[Saved entries]
-- -- --

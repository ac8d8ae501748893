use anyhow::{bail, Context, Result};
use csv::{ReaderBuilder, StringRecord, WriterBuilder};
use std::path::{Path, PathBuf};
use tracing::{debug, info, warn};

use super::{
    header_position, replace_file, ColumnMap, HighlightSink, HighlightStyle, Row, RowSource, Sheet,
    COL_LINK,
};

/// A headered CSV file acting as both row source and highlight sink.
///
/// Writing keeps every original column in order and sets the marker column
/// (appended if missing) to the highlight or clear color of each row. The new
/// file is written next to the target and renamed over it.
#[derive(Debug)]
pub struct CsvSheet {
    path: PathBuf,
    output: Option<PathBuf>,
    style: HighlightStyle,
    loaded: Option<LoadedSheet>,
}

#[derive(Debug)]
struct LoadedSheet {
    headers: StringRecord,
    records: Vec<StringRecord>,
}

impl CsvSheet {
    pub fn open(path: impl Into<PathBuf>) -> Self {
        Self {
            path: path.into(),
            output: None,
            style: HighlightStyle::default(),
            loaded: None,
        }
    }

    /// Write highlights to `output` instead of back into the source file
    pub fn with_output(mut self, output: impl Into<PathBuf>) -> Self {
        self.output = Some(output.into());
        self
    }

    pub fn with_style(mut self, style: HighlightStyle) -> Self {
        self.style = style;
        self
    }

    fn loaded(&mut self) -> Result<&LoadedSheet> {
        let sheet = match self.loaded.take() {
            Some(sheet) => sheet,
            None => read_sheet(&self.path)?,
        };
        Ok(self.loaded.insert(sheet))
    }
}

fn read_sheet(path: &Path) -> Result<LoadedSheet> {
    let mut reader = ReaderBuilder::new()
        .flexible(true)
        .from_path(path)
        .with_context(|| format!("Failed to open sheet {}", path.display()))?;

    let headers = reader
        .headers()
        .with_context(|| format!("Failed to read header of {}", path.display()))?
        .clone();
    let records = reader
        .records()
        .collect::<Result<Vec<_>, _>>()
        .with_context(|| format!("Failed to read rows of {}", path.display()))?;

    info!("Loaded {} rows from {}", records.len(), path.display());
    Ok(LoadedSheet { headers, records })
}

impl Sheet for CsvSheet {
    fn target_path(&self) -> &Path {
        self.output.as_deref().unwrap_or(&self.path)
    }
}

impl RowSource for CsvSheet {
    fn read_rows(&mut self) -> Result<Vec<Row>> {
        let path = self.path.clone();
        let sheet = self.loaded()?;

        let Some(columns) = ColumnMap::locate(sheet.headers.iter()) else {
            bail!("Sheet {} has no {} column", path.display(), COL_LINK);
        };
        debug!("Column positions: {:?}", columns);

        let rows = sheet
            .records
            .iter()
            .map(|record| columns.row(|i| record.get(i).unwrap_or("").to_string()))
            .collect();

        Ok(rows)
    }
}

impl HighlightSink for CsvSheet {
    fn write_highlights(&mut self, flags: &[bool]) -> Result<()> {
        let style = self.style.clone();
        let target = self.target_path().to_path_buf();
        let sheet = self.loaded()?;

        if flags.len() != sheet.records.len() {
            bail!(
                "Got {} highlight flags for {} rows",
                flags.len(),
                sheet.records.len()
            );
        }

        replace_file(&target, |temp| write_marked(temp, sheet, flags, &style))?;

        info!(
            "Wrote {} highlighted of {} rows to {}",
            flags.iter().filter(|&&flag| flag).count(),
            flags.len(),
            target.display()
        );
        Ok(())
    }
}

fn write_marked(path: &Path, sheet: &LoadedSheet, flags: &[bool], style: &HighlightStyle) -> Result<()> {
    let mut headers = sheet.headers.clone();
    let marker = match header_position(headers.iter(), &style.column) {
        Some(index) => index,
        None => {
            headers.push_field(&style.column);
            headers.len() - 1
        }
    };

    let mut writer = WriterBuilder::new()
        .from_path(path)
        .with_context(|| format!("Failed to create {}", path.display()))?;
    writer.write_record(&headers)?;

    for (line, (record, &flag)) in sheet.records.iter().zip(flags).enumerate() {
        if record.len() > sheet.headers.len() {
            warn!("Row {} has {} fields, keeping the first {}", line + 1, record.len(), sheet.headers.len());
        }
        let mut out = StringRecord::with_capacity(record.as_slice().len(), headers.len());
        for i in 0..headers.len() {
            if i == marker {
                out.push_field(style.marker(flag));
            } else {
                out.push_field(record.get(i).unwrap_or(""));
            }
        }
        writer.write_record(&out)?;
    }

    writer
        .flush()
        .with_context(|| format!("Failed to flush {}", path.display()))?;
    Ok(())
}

-- -- --

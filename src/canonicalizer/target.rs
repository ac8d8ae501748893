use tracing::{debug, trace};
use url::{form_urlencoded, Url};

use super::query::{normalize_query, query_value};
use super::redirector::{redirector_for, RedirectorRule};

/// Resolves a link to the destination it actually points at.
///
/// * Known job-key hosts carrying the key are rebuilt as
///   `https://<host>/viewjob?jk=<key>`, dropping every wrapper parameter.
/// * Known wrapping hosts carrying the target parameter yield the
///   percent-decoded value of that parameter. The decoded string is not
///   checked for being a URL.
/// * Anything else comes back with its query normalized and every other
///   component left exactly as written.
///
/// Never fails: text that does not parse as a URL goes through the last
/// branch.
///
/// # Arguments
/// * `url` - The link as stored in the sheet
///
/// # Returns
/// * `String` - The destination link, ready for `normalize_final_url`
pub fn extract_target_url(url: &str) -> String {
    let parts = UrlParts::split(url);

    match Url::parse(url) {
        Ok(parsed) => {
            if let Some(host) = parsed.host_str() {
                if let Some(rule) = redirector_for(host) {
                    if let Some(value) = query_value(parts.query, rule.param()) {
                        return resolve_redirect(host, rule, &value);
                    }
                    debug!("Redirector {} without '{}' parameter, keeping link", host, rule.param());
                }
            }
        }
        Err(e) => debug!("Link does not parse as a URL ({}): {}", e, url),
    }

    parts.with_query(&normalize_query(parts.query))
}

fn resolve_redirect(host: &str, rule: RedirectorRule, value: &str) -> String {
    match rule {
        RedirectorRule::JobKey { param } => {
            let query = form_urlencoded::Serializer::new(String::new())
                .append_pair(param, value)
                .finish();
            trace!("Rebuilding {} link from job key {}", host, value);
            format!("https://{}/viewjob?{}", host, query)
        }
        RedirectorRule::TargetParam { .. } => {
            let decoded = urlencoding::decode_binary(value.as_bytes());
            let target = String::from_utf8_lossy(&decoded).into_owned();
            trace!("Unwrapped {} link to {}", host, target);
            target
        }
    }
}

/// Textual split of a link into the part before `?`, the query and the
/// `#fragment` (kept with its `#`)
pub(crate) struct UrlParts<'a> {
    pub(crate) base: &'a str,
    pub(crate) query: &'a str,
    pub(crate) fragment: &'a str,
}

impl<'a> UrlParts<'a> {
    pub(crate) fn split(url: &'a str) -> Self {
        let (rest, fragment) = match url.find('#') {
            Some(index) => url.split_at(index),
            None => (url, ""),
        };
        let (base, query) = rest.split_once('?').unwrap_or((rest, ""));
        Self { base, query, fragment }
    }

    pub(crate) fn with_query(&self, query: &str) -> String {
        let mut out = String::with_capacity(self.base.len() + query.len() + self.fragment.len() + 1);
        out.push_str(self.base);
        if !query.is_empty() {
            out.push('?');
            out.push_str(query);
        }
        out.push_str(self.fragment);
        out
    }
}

-- -- --

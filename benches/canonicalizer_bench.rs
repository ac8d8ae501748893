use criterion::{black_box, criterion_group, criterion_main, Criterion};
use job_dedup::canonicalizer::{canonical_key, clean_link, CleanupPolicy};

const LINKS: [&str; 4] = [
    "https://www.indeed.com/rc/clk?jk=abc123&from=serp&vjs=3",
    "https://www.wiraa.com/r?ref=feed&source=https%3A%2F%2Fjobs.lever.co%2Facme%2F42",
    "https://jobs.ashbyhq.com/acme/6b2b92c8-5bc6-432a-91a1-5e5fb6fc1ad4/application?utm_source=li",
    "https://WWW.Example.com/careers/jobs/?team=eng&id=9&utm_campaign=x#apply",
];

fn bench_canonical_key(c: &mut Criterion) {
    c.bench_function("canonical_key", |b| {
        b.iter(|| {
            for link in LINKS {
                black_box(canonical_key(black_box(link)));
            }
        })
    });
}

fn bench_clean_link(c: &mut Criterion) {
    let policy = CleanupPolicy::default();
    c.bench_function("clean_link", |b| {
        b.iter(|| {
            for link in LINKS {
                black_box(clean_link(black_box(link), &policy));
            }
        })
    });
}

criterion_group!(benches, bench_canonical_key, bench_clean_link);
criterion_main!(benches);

-- -- --

Return, from the data, each line that has the word "records" in it.

• [OUTPUT OF THE EXERCISE]:
    records: Vec<StringRecord>,
    let records = reader
        .records()
    info!("Loaded {} rows from {}", records.len(), path.display());
    Ok(LoadedSheet { headers, records })
            .records
        if flags.len() != sheet.records.len() {
                sheet.records.len()
    for (line, (record, &flag)) in sheet.records.iter().zip(flags).enumerate() {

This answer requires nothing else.